Tomorrow is Thanksgiving. Yep, already. The chaos of The HOLIDAYS has officially (unofficially?) begun. So, tomorrow, when your son dumps his full plate of food on the carpet, your other son tells you he hates everything you made and it smells like “green garbage,” and Drunk Uncle is muttering about kids these days and their selfies, take a step back, a deep breath, and know I am right there with you. We’re in this together, friend.
And here is my wish for you…
Your children sleep late so that you can enjoy that first cup of coffee in silence.
You have an effortlessly fabulous hair day.
You end up in the quickest check out line at the grocery store.
A turkey that is the “M” word and your gravy lump-free.
The perfect, close-to-the-entrance parking spot.
You enjoy that third piece of pie without an ounce of guilt.
Your wine glass never be empty.
You find amazing sales online.
Your kids share.
You have big, snorting, belly laughs with your family.

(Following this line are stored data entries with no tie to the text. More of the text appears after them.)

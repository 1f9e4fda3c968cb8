//! Bindgen configuration

use serde::{Deserialize, Serialize};

use crate::error::{Error, Result};

/// Configuration for one bindgen run
#[derive(Debug, Clone, PartialEq, Eq, Serialize, Deserialize)]
pub struct BindgenConfig {
    /// Lean module (namespace) for the generated declarations, e.g. `SimpleMath`
    pub module_name: String,
    /// Seed of every extern symbol, e.g. `simple_math` gives `lean_simple_math_add`
    pub module_prefix: String,
    /// Header the declarations came from; only used in comments and the `#include`
    pub header_name: String,
}

impl BindgenConfig {
    /// Create and validate a configuration
    pub fn new(
        module_name: impl Into<String>,
        module_prefix: impl Into<String>,
        header_name: impl Into<String>,
    ) -> Result<Self> {
        let config = Self {
            module_name: module_name.into(),
            module_prefix: module_prefix.into(),
            header_name: header_name.into(),
        };
        config.validate()?;
        Ok(config)
    }

    /// Parse a configuration from JSON and validate it
    pub fn from_json_str(json: &str) -> Result<Self> {
        let config: Self = serde_json::from_str(json)
            .map_err(|e| Error::config(format!("malformed configuration: {}", e)))?;
        config.validate()?;
        Ok(config)
    }

    /// Check every field. Runs before any IR is built.
    pub fn validate(&self) -> Result<()> {
        if !is_lean_module_path(&self.module_name) {
            return Err(Error::config(format!(
                "module_name '{}' is not a Lean identifier path",
                self.module_name
            )));
        }
        if self.module_prefix.is_empty()
            || !self
                .module_prefix
                .chars()
                .all(|c| c.is_ascii_alphanumeric() || c == '_')
        {
            return Err(Error::config(format!(
                "module_prefix '{}' must be a non-empty C identifier fragment",
                self.module_prefix
            )));
        }
        if self.header_name.trim().is_empty()
            || self
                .header_name
                .chars()
                .any(|c| c == '"' || c == '\n' || c == '\r')
            || self.header_name.contains("*/")
        {
            return Err(Error::config(format!(
                "header_name '{}' cannot be used in an #include",
                self.header_name.escape_debug()
            )));
        }
        Ok(())
    }
}

fn is_lean_module_path(name: &str) -> bool {
    !name.is_empty()
        && name.split('.').all(|segment| {
            let mut chars = segment.chars();
            match chars.next() {
                Some(first) if first.is_ascii_alphabetic() || first == '_' => {
                    chars.all(|c| c.is_ascii_alphanumeric() || c == '_' || c == '\'')
                }
                _ => false,
            }
        })
}
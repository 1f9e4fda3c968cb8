//! Declaration list produced by the C front end
//!
//! The front end (libclang or anything else) hands over finished records; the
//! builder never looks at C source text. Native kind tags use Clang's canonical
//! `TypeKind` names so `int`, `int32_t` and `signed int` all arrive as `INT`.

use std::fmt;
use std::path::Path;

use serde::{Deserialize, Serialize};

use crate::error::{Error, Result};

/// Canonical native type kind as reported by the front end
#[derive(Debug, Clone, PartialEq, Eq, Hash, Serialize, Deserialize)]
#[serde(from = "String", into = "String")]
pub enum NativeKind {
    /// `char` on targets where it is signed
    CharS,
    /// `char` on targets where it is unsigned
    CharU,
    /// `signed char`
    SChar,
    /// `unsigned char`
    UChar,
    /// `short`
    Short,
    /// `unsigned short`
    UShort,
    /// `int`
    Int,
    /// `unsigned int`
    UInt,
    /// `long`
    Long,
    /// `unsigned long`
    ULong,
    /// `long long`
    LongLong,
    /// `unsigned long long`
    ULongLong,
    /// `float`
    Float,
    /// `double`
    Double,
    /// `long double`
    LongDouble,
    /// `void`
    Void,
    /// Any pointer
    Pointer,
    /// `struct` or `union`
    Record,
    /// Function type with a prototype
    FunctionProto,
    /// K&R function type
    FunctionNoProto,
    /// Anything else (enums, arrays, bool, ...), kept verbatim
    Other(String),
}

impl NativeKind {
    /// Clang tag for this kind
    pub fn as_tag(&self) -> &str {
        match self {
            NativeKind::CharS => "CHAR_S",
            NativeKind::CharU => "CHAR_U",
            NativeKind::SChar => "SCHAR",
            NativeKind::UChar => "UCHAR",
            NativeKind::Short => "SHORT",
            NativeKind::UShort => "USHORT",
            NativeKind::Int => "INT",
            NativeKind::UInt => "UINT",
            NativeKind::Long => "LONG",
            NativeKind::ULong => "ULONG",
            NativeKind::LongLong => "LONGLONG",
            NativeKind::ULongLong => "ULONGLONG",
            NativeKind::Float => "FLOAT",
            NativeKind::Double => "DOUBLE",
            NativeKind::LongDouble => "LONGDOUBLE",
            NativeKind::Void => "VOID",
            NativeKind::Pointer => "POINTER",
            NativeKind::Record => "RECORD",
            NativeKind::FunctionProto => "FUNCTIONPROTO",
            NativeKind::FunctionNoProto => "FUNCTIONNOPROTO",
            NativeKind::Other(tag) => tag,
        }
    }

    /// Plain `char`, whichever signedness the target gives it
    pub fn is_plain_char(&self) -> bool {
        matches!(self, NativeKind::CharS | NativeKind::CharU)
    }
}

impl From<String> for NativeKind {
    fn from(tag: String) -> Self {
        match tag.as_str() {
            "CHAR_S" => NativeKind::CharS,
            "CHAR_U" => NativeKind::CharU,
            "SCHAR" => NativeKind::SChar,
            "UCHAR" => NativeKind::UChar,
            "SHORT" => NativeKind::Short,
            "USHORT" => NativeKind::UShort,
            "INT" => NativeKind::Int,
            "UINT" => NativeKind::UInt,
            "LONG" => NativeKind::Long,
            "ULONG" => NativeKind::ULong,
            "LONGLONG" => NativeKind::LongLong,
            "ULONGLONG" => NativeKind::ULongLong,
            "FLOAT" => NativeKind::Float,
            "DOUBLE" => NativeKind::Double,
            "LONGDOUBLE" => NativeKind::LongDouble,
            "VOID" => NativeKind::Void,
            "POINTER" => NativeKind::Pointer,
            "RECORD" => NativeKind::Record,
            "FUNCTIONPROTO" => NativeKind::FunctionProto,
            "FUNCTIONNOPROTO" => NativeKind::FunctionNoProto,
            _ => NativeKind::Other(tag),
        }
    }
}

impl From<NativeKind> for String {
    fn from(kind: NativeKind) -> Self {
        kind.as_tag().to_string()
    }
}

impl fmt::Display for NativeKind {
    fn fmt(&self, f: &mut fmt::Formatter<'_>) -> fmt::Result {
        f.write_str(self.as_tag())
    }
}

/// What a pointer points at
#[derive(Debug, Clone, PartialEq, Eq, Serialize, Deserialize)]
pub struct PointeeDesc {
    /// Pointee spelling, e.g. `char` or `struct sqlite3`
    pub spelling: String,
    /// Canonical kind of the pointee
    pub kind: NativeKind,
    /// Whether the pointee is const-qualified
    #[serde(default)]
    pub is_const: bool,
}

/// A type as the front end saw it
#[derive(Debug, Clone, PartialEq, Eq, Serialize, Deserialize)]
pub struct TypeDesc {
    /// Canonical kind
    pub kind: NativeKind,
    /// User-facing spelling, e.g. `uint32_t` or `const char *`
    pub spelling: String,
    /// Present for pointer kinds
    #[serde(default, skip_serializing_if = "Option::is_none")]
    pub pointee: Option<PointeeDesc>,
}

impl TypeDesc {
    /// A non-pointer type
    pub fn new(kind: NativeKind, spelling: impl Into<String>) -> Self {
        Self {
            kind,
            spelling: spelling.into(),
            pointee: None,
        }
    }

    /// A pointer type
    pub fn pointer(spelling: impl Into<String>, pointee: PointeeDesc) -> Self {
        Self {
            kind: NativeKind::Pointer,
            spelling: spelling.into(),
            pointee: Some(pointee),
        }
    }
}

/// A function parameter
#[derive(Debug, Clone, PartialEq, Eq, Serialize, Deserialize)]
pub struct ParamDecl {
    /// Parameter name; absent for unnamed parameters
    #[serde(default, skip_serializing_if = "Option::is_none")]
    pub name: Option<String>,
    /// Parameter type
    #[serde(rename = "type")]
    pub ty: TypeDesc,
}

/// A function declaration
#[derive(Debug, Clone, PartialEq, Eq, Serialize, Deserialize)]
pub struct FunctionDecl {
    /// Function name
    pub name: String,
    /// Return type
    pub return_type: TypeDesc,
    /// Parameters in declaration order
    #[serde(default)]
    pub params: Vec<ParamDecl>,
    /// Source file (and position) of the declaration
    #[serde(default, skip_serializing_if = "Option::is_none")]
    pub source_location: Option<String>,
    /// Attached doc comment
    #[serde(default, skip_serializing_if = "Option::is_none")]
    pub comment: Option<String>,
}

/// A typedef declaration
#[derive(Debug, Clone, PartialEq, Eq, Serialize, Deserialize)]
pub struct TypedefDecl {
    /// Typedef name
    pub name: String,
    /// Spelling of the underlying type, e.g. `struct db_conn`
    pub underlying: String,
    /// Canonical kind of the underlying type
    pub underlying_kind: NativeKind,
    /// Whether the underlying type is a struct
    #[serde(default)]
    pub is_struct: bool,
}

/// Everything the front end extracted from one header
#[derive(Debug, Clone, Default, PartialEq, Eq, Serialize, Deserialize)]
pub struct HeaderDecls {
    /// Function declarations in header order
    #[serde(default)]
    pub functions: Vec<FunctionDecl>,
    /// Typedef declarations in header order
    #[serde(default)]
    pub typedefs: Vec<TypedefDecl>,
}

impl HeaderDecls {
    /// Parse a declaration list from JSON
    pub fn from_json_str(json: &str) -> Result<Self> {
        serde_json::from_str(json)
            .map_err(|e| Error::input(format!("malformed declaration list: {}", e)))
    }

    /// Read a declaration list from a JSON file
    pub fn from_path(path: impl AsRef<Path>) -> Result<Self> {
        let path = path.as_ref();
        let json = std::fs::read_to_string(path)
            .map_err(|e| Error::input(format!("cannot read {}: {}", path.display(), e)))?;
        Self::from_json_str(&json)
    }
}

You enjoy uninterrupted showers, sleep, and trips to the bathroom.
Your kids play the “who can be the quietest” game. All. Day.
You clean up zero bodily fluids.
You eat your weight in carbs and somehow lose 5 pounds.
Your kids take long naps.
You take long naps.
Your kitchen magically cleans itself.
Above all, I wish you love, peace, warmth, and comfort.